Thinking around the efficiency problems for blogs, or URI in general. Here two things that don’t look too hard to do (one about polling, one about diffs); along with some clarification about the populations that yearn for these improvements.
First let’s block out some givens. There are content consumers and content providers. Two populations, call them readers and writers. Then we have all the stuff in-between them that makes it work. We would like to make that stuff more efficient; presumably so life is better for those two populations.
The readers and the writers are power-law distributed. You can make a cartoon of that. Each population has its elites and its masses. There are billions of readers, billions of writters – most of them very low volume – that’s the masses. There are a much smaller number of elites. A few voracious readers like Google, or Technorati. A few very popular and prolific writers. Live Journal is a good example in the blog space. For the purposes of this discussion I’ll just ignore the middle classes and the scale free networks that really describe the situation.
With that picture – two populations broken into elite/masses – it becomes clear that the stuff in the middle might be broken out into four design problems: {reader,writer}*{elite,masses}. It certainly helps to generate cases to think about. For example the elite readers yearn for a way to lower to the cost of polling all the masses of writers.
So one simple idea is to just attempt to address the polling problem. Do something so that it is easier to know if a site’s been updated. Building a distributed system that provides a standard where all parties can rendezvous and collaborate about notification of changes wouldn’t be that hard a design problem. But is sufficiently complex to take some real work to get it right. For example it would be a bad thing (I think) if that design encouraged a single notification hub owned by one entity.

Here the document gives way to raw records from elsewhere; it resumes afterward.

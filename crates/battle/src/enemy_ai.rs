//! Enemy decision table for the reaction phase.
//! This module exists to map mood, last-turn telemetry, and status onto one reproducible decision.
//! It does not run the chosen pattern or touch the soul; the encounter applies the decision.

use serde::Serialize;
use tracing::debug;

use crate::types::{Millis, Mood, PatternId, SoulForm, StatusState, TurnTelemetry};

const BASE_REACT_MS: Millis = 8000;
const TRUSTING_REACT_MS: Millis = 7000;
const AGGRESSIVE_REACT_MS: Millis = 9000;
const FEARED_REACT_MS: Millis = 6500;

const NERVOUS_MISS_RATE: f64 = 0.6;
const PASSIVE_DODGE_MS: Millis = 3500;
const CLOSE_CALL_GRAZES: u32 = 6;

pub const LINE_IDLE: &str = "...";
pub const LINE_PASSIVE: &str = "You... aren't even trying to hit me?";
pub const LINE_NERVOUS: &str = "Missing again. Nerves?";
pub const LINE_CLOSE_CALLS: &str = "Too close. You're sure of yourself.";
pub const LINE_FEARED: &str = "Stop... don't come any closer.";

#[derive(Clone, Debug, PartialEq, Eq, Serialize)]
pub struct EnemyDecision {
    pub pattern: PatternId,
    pub soul_form: SoulForm,
    pub react_duration_ms: Millis,
    pub line: &'static str,
}

#[derive(Clone, Copy, Debug, Default)]
pub struct EnemyAi;

impl EnemyAi {
    pub fn decide(&self, mood: Mood, telemetry: &TurnTelemetry, status: &StatusState) -> EnemyDecision {
        let decision = decide(mood, telemetry, status);
        debug!(?mood, ?decision, "enemy decided reaction");
        decision
    }
}

/// Later rules override earlier ones; fear overrides everything.
pub fn decide(mood: Mood, telemetry: &TurnTelemetry, status: &StatusState) -> EnemyDecision {
    let miss_rate = telemetry.miss_rate();
    let nervous = miss_rate >= NERVOUS_MISS_RATE;
    let very_passive =
        telemetry.damage_dealt == 0 && telemetry.dodge_duration_ms > PASSIVE_DODGE_MS;
    let feared = status.feared_turns > 0;

    let mut soul_form = match mood {
        Mood::Aggressive => SoulForm::BlueGravity,
        Mood::Trusting => SoulForm::GreenShield,
        Mood::Neutral => SoulForm::RedBalance,
    };
    if nervous {
        soul_form = SoulForm::YellowImpulse;
    }
    if feared {
        soul_form = SoulForm::GreenShield;
    }

    let mut pattern = match mood {
        Mood::Aggressive => PatternId::Aimed,
        Mood::Trusting => PatternId::Ring,
        Mood::Neutral => PatternId::Spray,
    };
    if very_passive {
        pattern = PatternId::Spray;
    }
    if feared {
        pattern = PatternId::Ring;
    }

    let mut line = if very_passive {
        LINE_PASSIVE
    } else if nervous {
        LINE_NERVOUS
    } else if telemetry.grazes >= CLOSE_CALL_GRAZES {
        LINE_CLOSE_CALLS
    } else {
        LINE_IDLE
    };
    if feared {
        line = LINE_FEARED;
    }

    let react_duration_ms = if feared {
        FEARED_REACT_MS
    } else {
        match mood {
            Mood::Trusting => TRUSTING_REACT_MS,
            Mood::Aggressive => AGGRESSIVE_REACT_MS,
            Mood::Neutral => BASE_REACT_MS,
        }
    };

    EnemyDecision { pattern, soul_form, react_duration_ms, line }
}
//! The per-frame tick: soul movement, strike sweep, and the reaction phase.

use tracing::debug;

use super::*;
use crate::bullets::{Contact, DefendedPoint};
use crate::patterns::PatternContext;

impl Encounter {
    /// Advances the encounter clock by `dt` and applies this frame's input.
    pub fn advance(&mut self, dt: Millis, input: &FrameInput) -> TickReport {
        let mut report =
            TickReport { now: self.now, phase: self.phase(), hits: 0, grazes: 0, strike: None };
        if self.outcome.is_some() {
            return report;
        }

        self.now += dt;
        self.soul.update(self.now, dt, input);
        match self.phase() {
            BattlePhase::PlayerResolve => self.tick_strike(input, &mut report),
            BattlePhase::EnemyReact => self.tick_reaction(dt, &mut report),
            BattlePhase::PlayerSelect | BattlePhase::TurnEnd | BattlePhase::BattleEnd => {}
        }
        if self.outcome.is_none() {
            self.run_due_step();
        }

        report.now = self.now;
        report.phase = self.phase();
        report
    }

    fn tick_strike(&mut self, input: &FrameInput, report: &mut TickReport) {
        let Some(id) = self.sweep else {
            return;
        };
        if input.primary {
            self.strike.press(self.now);
        }
        self.strike.poll(self.now);
        let Some(result) = self.strike.result(id) else {
            return;
        };
        self.sweep = None;
        report.strike = Some(result);
        self.resolve_strike(result);
    }

    fn tick_reaction(&mut self, dt: Millis, report: &mut TickReport) {
        for contact in self.bullets.update(self.now, dt, &mut self.soul) {
            match contact {
                Contact::Graze(bullet) => {
                    self.controller.add_graze();
                    report.grazes += 1;
                    let focus = self.controller.model().player.focus;
                    debug!(?bullet, focus, at = self.now, "bullet grazed");
                    self.log.push(EncounterEvent::Grazed { at: self.now, focus });
                }
                Contact::Hit(bullet) => {
                    let damage = self.controller.apply_enemy_hit(self.config.flow.enemy_hit_damage);
                    report.hits += 1;
                    debug!(?bullet, damage, at = self.now, "bullet hit the soul");
                    let player = self.controller.model().player;
                    self.controller.set_last_line(format!(
                        "HIT -{damage} HP ({}/{})",
                        player.hp, player.max_hp
                    ));
                    self.log.push(EncounterEvent::Hit { at: self.now, damage, hp: player.hp });
                    if self.controller.player_defeated() {
                        self.end_battle(BattleOutcome::Died);
                        return;
                    }
                }
            }
        }

        let mut ctx = PatternContext {
            bullets: &mut self.bullets,
            target: self.soul.position(),
            rng: &mut self.pattern_rng,
        };
        self.patterns.update(&mut ctx, self.now);
        self.controller.record_dodge(dt);

        if !self.bullets.is_active(self.now) {
            self.enter_turn_end();
        }
    }
}
use anyhow::{bail, Context, Result};
use chrono::{Local, TimeZone};
use clap::{Parser, Subcommand};
use rollcall_hw::Camera;
use serde_json::Value;
use std::path::PathBuf;

#[derive(Parser)]
#[command(name = "rollcall", about = "Rollcall face-recognition attendance CLI")]
struct Cli {
    #[command(subcommand)]
    command: Commands,
}

#[derive(Subcommand)]
enum Commands {
    /// Register a new member from the camera
    Register {
        /// Display name
        #[arg(short, long)]
        name: String,
        /// Role label (default: Member)
        #[arg(short, long, default_value = "")]
        role: String,
    },
    /// Start or stop scanning
    Scan {
        #[command(subcommand)]
        action: ScanAction,
    },
    /// Show daemon status
    Status,
    /// List registered members
    Members,
    /// Show the attendance log, newest first
    Log,
    /// Show attendance numbers for a day
    Stats {
        /// YYYY-MM-DD (default: today)
        #[arg(short, long, default_value = "")]
        date: String,
    },
    /// Generate the narrative daily report
    Report {
        /// YYYY-MM-DD (default: today)
        #[arg(short, long, default_value = "")]
        date: String,
    },
    /// Delete every attendance record
    ClearLog {
        #[arg(long)]
        yes: bool,
    },
    /// Delete every registered member
    ClearMembers {
        #[arg(long)]
        yes: bool,
    },
    /// Run camera diagnostics (bypasses the daemon)
    Test {
        /// V4L2 device to capture from
        #[arg(short, long, default_value = "/dev/video0")]
        device: String,
        /// Save the captured frame as PNG
        #[arg(short, long)]
        snapshot: Option<PathBuf>,
    },
}

#[derive(Subcommand)]
enum ScanAction {
    Start,
    Stop,
}

#[zbus::proxy(
    interface = "org.rollcall.Attendance1",
    default_service = "org.rollcall.Attendance1",
    default_path = "/org/rollcall/Attendance1"
)]
trait Attendance {
    async fn register(&self, name: &str, role: &str) -> zbus::Result<String>;
    async fn start_scan(&self) -> zbus::Result<String>;
    async fn stop_scan(&self) -> zbus::Result<bool>;
    async fn status(&self) -> zbus::Result<String>;
    async fn list_identities(&self) -> zbus::Result<String>;
    async fn list_attendance(&self) -> zbus::Result<String>;
    async fn clear_attendance(&self) -> zbus::Result<()>;
    async fn clear_identities(&self) -> zbus::Result<()>;
    async fn dashboard(&self, date: &str) -> zbus::Result<String>;
    async fn daily_report(&self, date: &str) -> zbus::Result<String>;
}

async fn connect() -> Result<AttendanceProxy<'static>> {
    let conn = zbus::Connection::session()
        .await
        .context("failed to connect to the session bus")?;
    AttendanceProxy::new(&conn)
        .await
        .context("rollcalld is not reachable; is the daemon running?")
}

fn parse(json: &str) -> Result<Value> {
    serde_json::from_str(json).context("daemon returned malformed JSON")
}

fn str_field<'a>(value: &'a Value, key: &str) -> &'a str {
    value.get(key).and_then(Value::as_str).unwrap_or("?")
}

fn local_time(millis: Option<i64>, fmt: &str) -> String {
    millis
        .and_then(|ms| Local.timestamp_millis_opt(ms).single())
        .map(|dt| dt.format(fmt).to_string())
        .unwrap_or_else(|| "?".to_string())
}

#[tokio::main]
async fn main() -> Result<()> {
    tracing_subscriber::fmt()
        .with_env_filter(tracing_subscriber::EnvFilter::from_default_env())
        .init();

    let cli = Cli::parse();

    match cli.command {
        Commands::Register { name, role } => {
            println!("Look at the camera...");
            let proxy = connect().await?;
            let member = parse(&proxy.register(&name, &role).await?)?;
            println!(
                "Registered {} ({}) as {}",
                str_field(&member, "displayName"),
                str_field(&member, "roleLabel"),
                str_field(&member, "id"),
            );
        }
        Commands::Scan { action: ScanAction::Start } => {
            let proxy = connect().await?;
            let reply = parse(&proxy.start_scan().await?)?;
            let members = reply["activeMembers"].as_u64().unwrap_or(0);
            if reply["started"].as_bool().unwrap_or(false) {
                println!("Scanning for {members} registered member(s)");
            } else {
                println!("No members registered. Run `rollcall register` first.");
            }
        }
        Commands::Scan { action: ScanAction::Stop } => {
            let proxy = connect().await?;
            if proxy.stop_scan().await? {
                println!("Scan stopped");
            } else {
                println!("No scan was running");
            }
        }
        Commands::Status => {
            let proxy = connect().await?;
            let status = parse(&proxy.status().await?)?;
            println!("rollcalld {}", str_field(&status, "version"));
            println!(
                "  scanning:       {}",
                status["scanning"].as_bool().unwrap_or(false)
            );
            println!(
                "  active members: {}",
                status["activeMembers"].as_u64().unwrap_or(0)
            );
            match status.get("lastCheckIn").filter(|v| !v.is_null()) {
                Some(last) => println!(
                    "  last check-in:  {} at {} ({})",
                    str_field(last, "name"),
                    local_time(last["timestampEpochMillis"].as_i64(), "%H:%M:%S"),
                    str_field(last, "status"),
                ),
                None => println!("  last check-in:  none"),
            }
        }
        Commands::Members => {
            let proxy = connect().await?;
            let members = parse(&proxy.list_identities().await?)?;
            let members = members.as_array().map(Vec::as_slice).unwrap_or_default();
            if members.is_empty() {
                println!("No members registered");
            }
            for m in members {
                println!(
                    "{:<36}  {:<24}  {:<12}  {}",
                    str_field(m, "id"),
                    str_field(m, "displayName"),
                    str_field(m, "roleLabel"),
                    local_time(m["registeredAtEpochMillis"].as_i64(), "%Y-%m-%d"),
                );
            }
        }
        Commands::Log => {
            let proxy = connect().await?;
            let log = parse(&proxy.list_attendance().await?)?;
            let log = log.as_array().map(Vec::as_slice).unwrap_or_default();
            if log.is_empty() {
                println!("No attendance recorded");
            }
            for r in log {
                println!(
                    "{}  {:<24}  {}",
                    local_time(r["timestampEpochMillis"].as_i64(), "%Y-%m-%d %H:%M:%S"),
                    str_field(r, "identityName"),
                    str_field(r, "status"),
                );
            }
        }
        Commands::Stats { date } => {
            let proxy = connect().await?;
            let stats = parse(&proxy.dashboard(&date).await?)?;
            let n = |key: &str| stats[key].as_u64().unwrap_or(0);
            println!("Members:       {}", n("totalMembers"));
            println!("Present:       {} ({}%)", n("presentToday"), n("attendanceRate"));
            println!("On time:       {}", n("onTime"));
            println!("Late:          {}", n("late"));
            println!("Absent:        {}", n("absent"));
            println!("Total logs:    {}", n("totalLogs"));
        }
        Commands::Report { date } => {
            println!("Generating report...");
            let proxy = connect().await?;
            println!("{}", proxy.daily_report(&date).await?);
        }
        Commands::ClearLog { yes } => {
            if !yes {
                bail!("this deletes every attendance record; pass --yes to confirm");
            }
            connect().await?.clear_attendance().await?;
            println!("Attendance log cleared");
        }
        Commands::ClearMembers { yes } => {
            if !yes {
                bail!("this deletes every registered member; pass --yes to confirm");
            }
            connect().await?.clear_identities().await?;
            println!("Members cleared");
        }
        Commands::Test { device, snapshot } => run_camera_test(&device, snapshot)?,
    }

    Ok(())
}

fn run_camera_test(device: &str, snapshot: Option<PathBuf>) -> Result<()> {
    println!("Running camera diagnostics...");

    let devices = Camera::list_devices();
    if devices.is_empty() {
        println!("  no V4L2 capture devices found");
    }
    for info in &devices {
        println!("  {}  {} ({}, {})", info.path, info.name, info.driver, info.bus);
    }

    let camera = Camera::open(device).with_context(|| format!("failed to open {device}"))?;
    let frame = camera.capture_frame().context("failed to capture a frame")?;
    println!(
        "Captured {}x{} frame #{} (brightness {:.1}{})",
        frame.width,
        frame.height,
        frame.sequence,
        frame.avg_brightness(),
        if frame.is_dark { ", dark" } else { "" },
    );

    if let Some(path) = snapshot {
        let image = image::RgbImage::from_raw(frame.width, frame.height, frame.data)
            .context("frame buffer does not match its dimensions")?;
        image
            .save(&path)
            .with_context(|| format!("failed to write {}", path.display()))?;
        println!("Saved snapshot to {}", path.display());
    }

    Ok(())
}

I suspect that elite authors and the elite readers are the only ones who really care about solving the bandwidth problems at this point; or at least they stand to gain the most from getting the problem solved. I started thinking that after it occurred to me that the current bloom of interest in these problems came out of Microsoft deciding to stop providing full feeds for a mess of blogs they host. I found myself thinking “Oh please! What they can’t afford the bandwidth? Bandwidth is practically free. … hm. I bet they are really just trying to get those reader eyeballs to come back to their site.” Who knows if all that is true or not, just a though in my head, but it’s clear that you need a lot of readers before you start finding the bandwidth problem all that serious. My blog is in the top .5% of all blogs and I run it on a little DSL connection off a discarded computer in my basement.
In some standardization situations when you set out your four boxes you discover that most of the benefit of introducing a standard is captured by fixing the elite to elite exchanges. That happens when the elites mostly exchange with each other. That’s not the case in this scenario – at least I don’t think so. It would be very interesting to see some data about that for various subsets of the reader/writer markets. Microsoft’s misery with their developer network blogs is a particularly ironic case study though. Developer networks are all about large platform vendors creating relationships with masses of small developers.
Well so in thinking about the bandwidth problem it seems to me that there is one simple hack I’ve not seen suggested so far.
Just add a new encoding type. Clueful readers write “Accept-Encoding: gzip” in their requests and responsive content providers then act on that to reduce bandwidth. In addition clueful readers do conditional gets and include an ETag so that if the resource hasn’t changed at all then they can get back a very efficient (i.e. practically empty) response. What if the elite readers started doing: “Accept-Encoding: gzip, x-diff-from-etag”?
Ah, but I hear you say. “That will never work, we’d have to revise all the entire installed base.” Well yes, if we wanted the entire installed base to get the benefit of this efficiency improvement. But what if we only really care about the elites? For example if Technorati (an elite reader) started doing this and Typepad, Live Journal, MovableType and WordPress all started responding appropriately it would have a huge impact on the total bandwidth being consumed.
Of course we could spend a few years negotiating exacltly what “x-diff-from-etag” means, and how many variations there are. While that is the usual approach I suspect in this case somebody could hack up a proposal that everybody could sign onto pretty quickly. You’ll notice who I think should fund that labor. It’s simple enough that it is unlikely to be biased toward one of the four classes of users ({reader,writer}*{elite,masses}).
The problem is http caches. Consider an AOL cache in front of all subscribers. The first one to get a delta means that EVERYONE gets a delta. That’s the purpose of the Vary: header.